8 Programmed Cell Death

Apoptosis is a critical component of normal brain development but, as the brain is poised to initiate programmed cell death around human birth, it becomes more susceptible to the initiation of a cell death pathway. Although necrosis plays a major role in early neuronal death in both the immature and mature brains after injury, there is a spectrum of cell death that includes apoptosis within the first 24 h following perinatal hypoxic ischemia (Northington et al. 2005). Programmed cell death is a crucial mechanism in the control of the final number of neurons and glial cells. This process, commonly referred to as apoptosis, can be observed from the earliest gestational ages with different times of cell death peaks in different brain regions (Graaf-Peters and Hadders-Algra 2006). In addition to refining normal brain development and connectivity, the plasticity it provides may be important in repair mechanisms following injury. However, a predisposition to programmed cell death may be exploited following injury and result in an increase in cellular apoptosis in injured regions as a consequence of disturbances disrupted connectivity.

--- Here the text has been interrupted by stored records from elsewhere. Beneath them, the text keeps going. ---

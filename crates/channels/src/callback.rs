//! Callback delivery: POST each piece to a connection-management endpoint.
//!
//! Used when connections are held by an external gateway that exposes
//! `POST {endpoint}/@connections/{connection_id}`. Bodies can be signed with
//! HMAC-SHA256 so the receiver can authenticate them; the signature travels
//! as `X-Kbrelay-Signature: sha256=<hex>`.

use async_trait::async_trait;
use hmac::{Hmac, Mac};
use kbrelay_core::channel::{DeliveryPiece, DeliverySink};
use kbrelay_core::error::DeliveryError;
use sha2::Sha256;
use std::time::Duration;
use tracing::{debug, info};

type HmacSha256 = Hmac<Sha256>;

pub const SIGNATURE_HEADER: &str = "X-Kbrelay-Signature";

/// Callback endpoint settings shared by all sinks.
#[derive(Clone)]
pub struct CallbackConfig {
    pub endpoint: String,
    pub signing_secret: Option<String>,
    pub synthetic_prefix: String,
    pub timeout: Duration,
}

impl std::fmt::Debug for CallbackConfig {
    fn fmt(&self, f: &mut std::fmt::Formatter<'_>) -> std::fmt::Result {
        f.debug_struct("CallbackConfig")
            .field("endpoint", &self.endpoint)
            .field(
                "signing_secret",
                &self.signing_secret.as_ref().map(|_| "[REDACTED]"),
            )
            .field("synthetic_prefix", &self.synthetic_prefix)
            .field("timeout", &self.timeout)
            .finish()
    }
}

impl CallbackConfig {
    /// `None` when no callback endpoint is configured. A blank endpoint
    /// counts as none.
    pub fn from_config(config: &kbrelay_config::DeliveryConfig) -> Option<Self> {
        let endpoint = config
            .connection_endpoint
            .as_deref()
            .map(str::trim)
            .filter(|e| !e.is_empty())?;
        Some(Self {
            endpoint: endpoint.to_string(),
            signing_secret: config.signing_secret.clone(),
            synthetic_prefix: config.synthetic_prefix.clone(),
            timeout: Duration::from_secs(10),
        })
    }
}

/// Hex HMAC-SHA256 of `body` under `secret`, with the `sha256=` prefix.
pub fn sign(secret: &str, body: &[u8]) -> Result<String, DeliveryError> {
    let mut mac = HmacSha256::new_from_slice(secret.as_bytes()).map_err(|e| {
        DeliveryError::DeliveryFailed {
            channel: "callback".into(),
            reason: format!("signing key rejected: {e}"),
        }
    })?;
    mac.update(body);
    Ok(format!("sha256={}", hex::encode(mac.finalize().into_bytes())))
}

/// Check a `sha256=<hex>` (or bare hex) signature in constant time.
pub fn verify(secret: &str, body: &[u8], signature: &str) -> bool {
    let sig_hex = signature.strip_prefix("sha256=").unwrap_or(signature);
    let Ok(provided) = hex::decode(sig_hex) else {
        return false;
    };
    let Ok(mut mac) = HmacSha256::new_from_slice(secret.as_bytes()) else {
        return false;
    };
    mac.update(body);
    mac.verify_slice(&provided).is_ok()
}

/// Delivers one request's pieces by HTTP callback.
pub struct CallbackSink {
    config: CallbackConfig,
    connection_id: String,
    client: reqwest::Client,
}

impl CallbackSink {
    pub fn new(
        config: CallbackConfig,
        connection_id: impl Into<String>,
        client: reqwest::Client,
    ) -> Self {
        Self {
            config,
            connection_id: connection_id.into(),
            client,
        }
    }

    fn url(&self) -> String {
        format!(
            "{}/@connections/{}",
            self.config.endpoint.trim_end_matches('/'),
            self.connection_id
        )
    }
}

#[async_trait]
impl DeliverySink for CallbackSink {
    fn name(&self) -> &str {
        "callback"
    }

    async fn send(&self, piece: &DeliveryPiece) -> Result<(), DeliveryError> {
        if !self.config.synthetic_prefix.is_empty()
            && self.connection_id.starts_with(&self.config.synthetic_prefix)
        {
            info!(
                connection_id = %self.connection_id,
                kind = piece.kind(),
                "Synthetic connection, skipping callback"
            );
            return Ok(());
        }

        let body = piece.to_json()?;
        let mut request = self
            .client
            .post(self.url())
            .timeout(self.config.timeout)
            .header("Content-Type", "application/json");
        if let Some(secret) = self.config.signing_secret.as_deref().filter(|s| !s.is_empty()) {
            request = request.header(SIGNATURE_HEADER, sign(secret, body.as_bytes())?);
        }

        let response = request
            .body(body)
            .send()
            .await
            .map_err(|e| DeliveryError::DeliveryFailed {
                channel: "callback".into(),
                reason: e.to_string(),
            })?;

        let status = response.status();
        debug!(connection_id = %self.connection_id, status = status.as_u16(), "Callback sent");

        // The connection manager answers 410 Gone for closed connections
        if status.as_u16() == 410 {
            return Err(DeliveryError::NotConnected(self.connection_id.clone()));
        }
        if !status.is_success() {
            return Err(DeliveryError::DeliveryFailed {
                channel: "callback".into(),
                reason: format!("endpoint returned {status}"),
            });
        }
        Ok(())
    }
}
//! Delivery channel adapters for kbrelay.
//!
//! Every adapter implements `kbrelay_core::DeliverySink`, so the orchestrator
//! never knows how a piece reaches the client.
//!
//! Available sinks:
//! - **Connection**: push to a registered WebSocket connection
//! - **Event stream**: feed an SSE response
//! - **Callback**: POST to an external connection manager, optionally signed
//! - **Stdout**: stream to the terminal
//! - **Collecting**: record pieces in memory

pub mod callback;
pub mod cli;
pub mod collecting;
pub mod connection;
pub mod event_stream;

pub use callback::{CallbackConfig, CallbackSink};
pub use cli::StdoutSink;
pub use collecting::CollectingSink;
pub use connection::{ConnectionRegistry, ConnectionSink};
pub use event_stream::EventStreamSink;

The concept of priming of a brain region to injury is an important one, although a region such as the white matter is not traditionally considered to be vulnerable. There is, however, animal evidence to suggest that such priming occurs with preinjury insults (i.e., delivery related events) such as hypoglycemia, intrauterine growth restriction (IUGR) and infection. The biological mechanisms by which such events increase the susceptibility of WM to injury are poorly understood but investigations of preconditioning may explain the acceleration of such events due to birth.